そんなシルヴィアに、スザンナはより苛立つ。
「早くそのドレスを脱ぎなさい」
「何故でしょうか?」
「はっきり言わなければわからないの?
夜会に出席するなと、言っているのよ!」
「わたくしも、招待状を頂いております」
「そんなもの急な病で欠席する等、理由なんて幾らでもつけられるでしょう!?」
「わたくしが、夜会へ出席する事で、お継母様にどのようなご迷惑をお掛けしているのですか?

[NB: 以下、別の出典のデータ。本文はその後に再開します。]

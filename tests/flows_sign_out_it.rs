#![cfg(feature = "reqwest")]

// std
use std::sync::atomic::Ordering;
// crates.io
use httpmock::prelude::*;
// self
use gcip_iap_relay::{
	_preludet::*,
	auth::Credential,
	flows::FlowConclusion,
	handler::ProviderSession,
	protocol::Continuation,
};

const GCIP_CONFIG: &str = "{\"projectId\":\"demo-project\",\"projectNumber\":\"12345\",\"apiKey\":\"key-1\",\"authDomain\":\"demo.firebaseapp.com\",\"authorizedDomains\":[\"app.example.com\"]}";
const UI_CONFIG_DOUBLE: &str = "{\"key-1\":{\"authDomain\":\"demo.firebaseapp.com\",\"tenants\":{\"tenant-a\":{\"displayName\":\"Tenant A\"},\"tenant-b\":{\"displayName\":\"Tenant B\"}}}}";

async fn mock_gcip_config(server: &MockServer) {
	server
		.mock_async(|when, then| {
			when.method(GET).path("/gcipConfig");
			then.status(200).header("content-type", "application/json").body(GCIP_CONFIG);
		})
		.await;
}

fn credential(token: &str) -> Option<Credential> {
	Some(Credential::new(token))
}

#[tokio::test]
async fn single_tenant_sign_out_leaves_other_sessions_alone() {
	let server = MockServer::start_async().await;

	mock_gcip_config(&server).await;

	let token = Continuation::new("https://app.example.com/doc")
		.encode()
		.expect("Continuation should encode.");
	let handler = Arc::new(
		ScriptedHandler::default()
			.with_session(Some("tenant-a"), credential("token-a"))
			.with_session(Some("tenant-b"), credential("token-b")),
	);
	let orchestrator = build_test_orchestrator(
		&format!("https://auth.example.com/?mode=signout&apiKey=key-1&tenantId=tenant-a&state={token}"),
		handler.clone(),
		&server.base_url(),
	);
	let conclusion = orchestrator.start().await.expect("Single sign-out should succeed.");

	match conclusion {
		FlowConclusion::Redirect(directive) => {
			assert_eq!(directive.url, "https://app.example.com/doc");
		},
		other => panic!("Expected a redirect conclusion, got {other:?}."),
	}

	let tenant_a = handler.session(Some("tenant-a")).expect("Session fixture should exist.");
	let tenant_b = handler.session(Some("tenant-b")).expect("Session fixture should exist.");

	assert!(tenant_a.current_credential().is_none(), "the named tenant must be signed out");
	assert!(tenant_b.current_credential().is_some(), "other tenants must keep their sessions");
	assert_eq!(
		handler.completion_calls.load(Ordering::SeqCst),
		0,
		"the completion hook belongs to the multi-tenant flow only"
	);
}

#[tokio::test]
async fn multi_tenant_sign_out_visits_every_session_and_completes_in_place() {
	let server = MockServer::start_async().await;

	mock_gcip_config(&server).await;
	server
		.mock_async(|when, then| {
			when.method(GET).path("/config");
			then.status(200).header("content-type", "application/json").body(UI_CONFIG_DOUBLE);
		})
		.await;

	let handler = Arc::new(
		ScriptedHandler::default()
			.with_session(Some("tenant-a"), credential("token-a"))
			.with_session(Some("tenant-b"), credential("token-b")),
	);
	let orchestrator = build_test_orchestrator(
		"https://auth.example.com/?mode=signout&apiKey=key-1",
		handler.clone(),
		&server.base_url(),
	);
	let conclusion = orchestrator.start().await.expect("Multi sign-out should succeed.");

	assert_eq!(conclusion, FlowConclusion::Completed);

	for tenant in ["tenant-a", "tenant-b"] {
		let session = handler.session(Some(tenant)).expect("Session fixture should exist.");

		assert!(session.current_credential().is_none(), "{tenant} must be signed out");
	}

	assert_eq!(handler.completion_calls.load(Ordering::SeqCst), 1);
}

#[tokio::test]
async fn multi_tenant_sign_out_includes_the_agent_session() {
	let server = MockServer::start_async().await;

	mock_gcip_config(&server).await;
	server
		.mock_async(|when, then| {
			when.method(GET).path("/config");
			then.status(200).header("content-type", "application/json").body(
				"{\"key-1\":{\"authDomain\":\"demo.firebaseapp.com\",\"tenants\":{\"_12345\":{},\"tenant-a\":{}}}}",
			);
		})
		.await;

	let handler = Arc::new(
		ScriptedHandler::default()
			.with_session(None, credential("agent-token"))
			.with_session(Some("tenant-a"), credential("token-a")),
	);
	let orchestrator = build_test_orchestrator(
		"https://auth.example.com/?mode=signout&apiKey=key-1",
		handler.clone(),
		&server.base_url(),
	);

	orchestrator.start().await.expect("Multi sign-out should succeed.");

	let agent = handler.session(None).expect("Agent session fixture should exist.");
	let tenant_a = handler.session(Some("tenant-a")).expect("Session fixture should exist.");

	assert!(agent.current_credential().is_none(), "the sentinel must map to the agent session");
	assert!(tenant_a.current_credential().is_none());
}

#[tokio::test]
async fn sign_out_redirects_require_an_authorized_domain() {
	let server = MockServer::start_async().await;

	mock_gcip_config(&server).await;

	let token = Continuation::new("https://evil.example.org/landing")
		.encode()
		.expect("Continuation should encode.");
	let handler = Arc::new(
		ScriptedHandler::default().with_session(Some("tenant-a"), credential("token-a")),
	);
	let orchestrator = build_test_orchestrator(
		&format!("https://auth.example.com/?mode=signout&apiKey=key-1&tenantId=tenant-a&state={token}"),
		handler,
		&server.base_url(),
	);
	let err =
		orchestrator.start().await.expect_err("Unauthorized redirect must be rejected.");

	assert_eq!(err.code, ErrorCode::PermissionDenied);
}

殿下からのエスコートも、正式な申し出を頂いているものです
それを、今さら断るなど不敬にあたると思いますわ」
シルヴィアが珍しく言い返してきた事に、スザンナはキッと彼女を睨み付けた。
「お前の存在そのものが迷惑なのよ!
わたくしが、どれ程恥ずかしい思いをしているのか知らないお前が、言う事ではないわ!
そのふしだらな振る舞いを、何も言わずにいたら、つけあがって忌々しい!
お前の恥ずべき行動は、全てわたくしやリリアに振り掛かるのよ!!
いい加減、我が儘を言うのをやめなさい!」
「奥方様」
そんなスザンナへ、後ろで控えていた執事頭のビルが声を掛ける。
「使用人ごときが、口を挟むとは何なのよ!?」
「申し訳ありません
ですが今、レイモンド殿下がお越しになられ、シルヴィアお嬢様をお待ちにございます
殿下を、お待たせする等出来ませんので……」
ビルの言葉に、スザンナは少し考えると言葉を発し踵を返した。
「………わかったわ
この子は、夜会には出席させられないと、わたくしから殿下へお断りさせて頂くわ」
「奥方様っ
そのような事はっ!」
ビルは慌ててスザンナの後を追う。
その様子に、シルヴィアは一つ息を吐くと前を見据えた。
先日から繰り返し考えている事を、再度考える。
優しい笑みを浮かべるレイモンドの顔を思い浮かべながら……
───居心地の良い、優しさに甘えてばかりいられない。
その優しさに報いる為にも、自分の考えを改めなければ、顔向けできない。
何にも期待しないで諦める事は、困難に目を背けて逃げているのと同じ。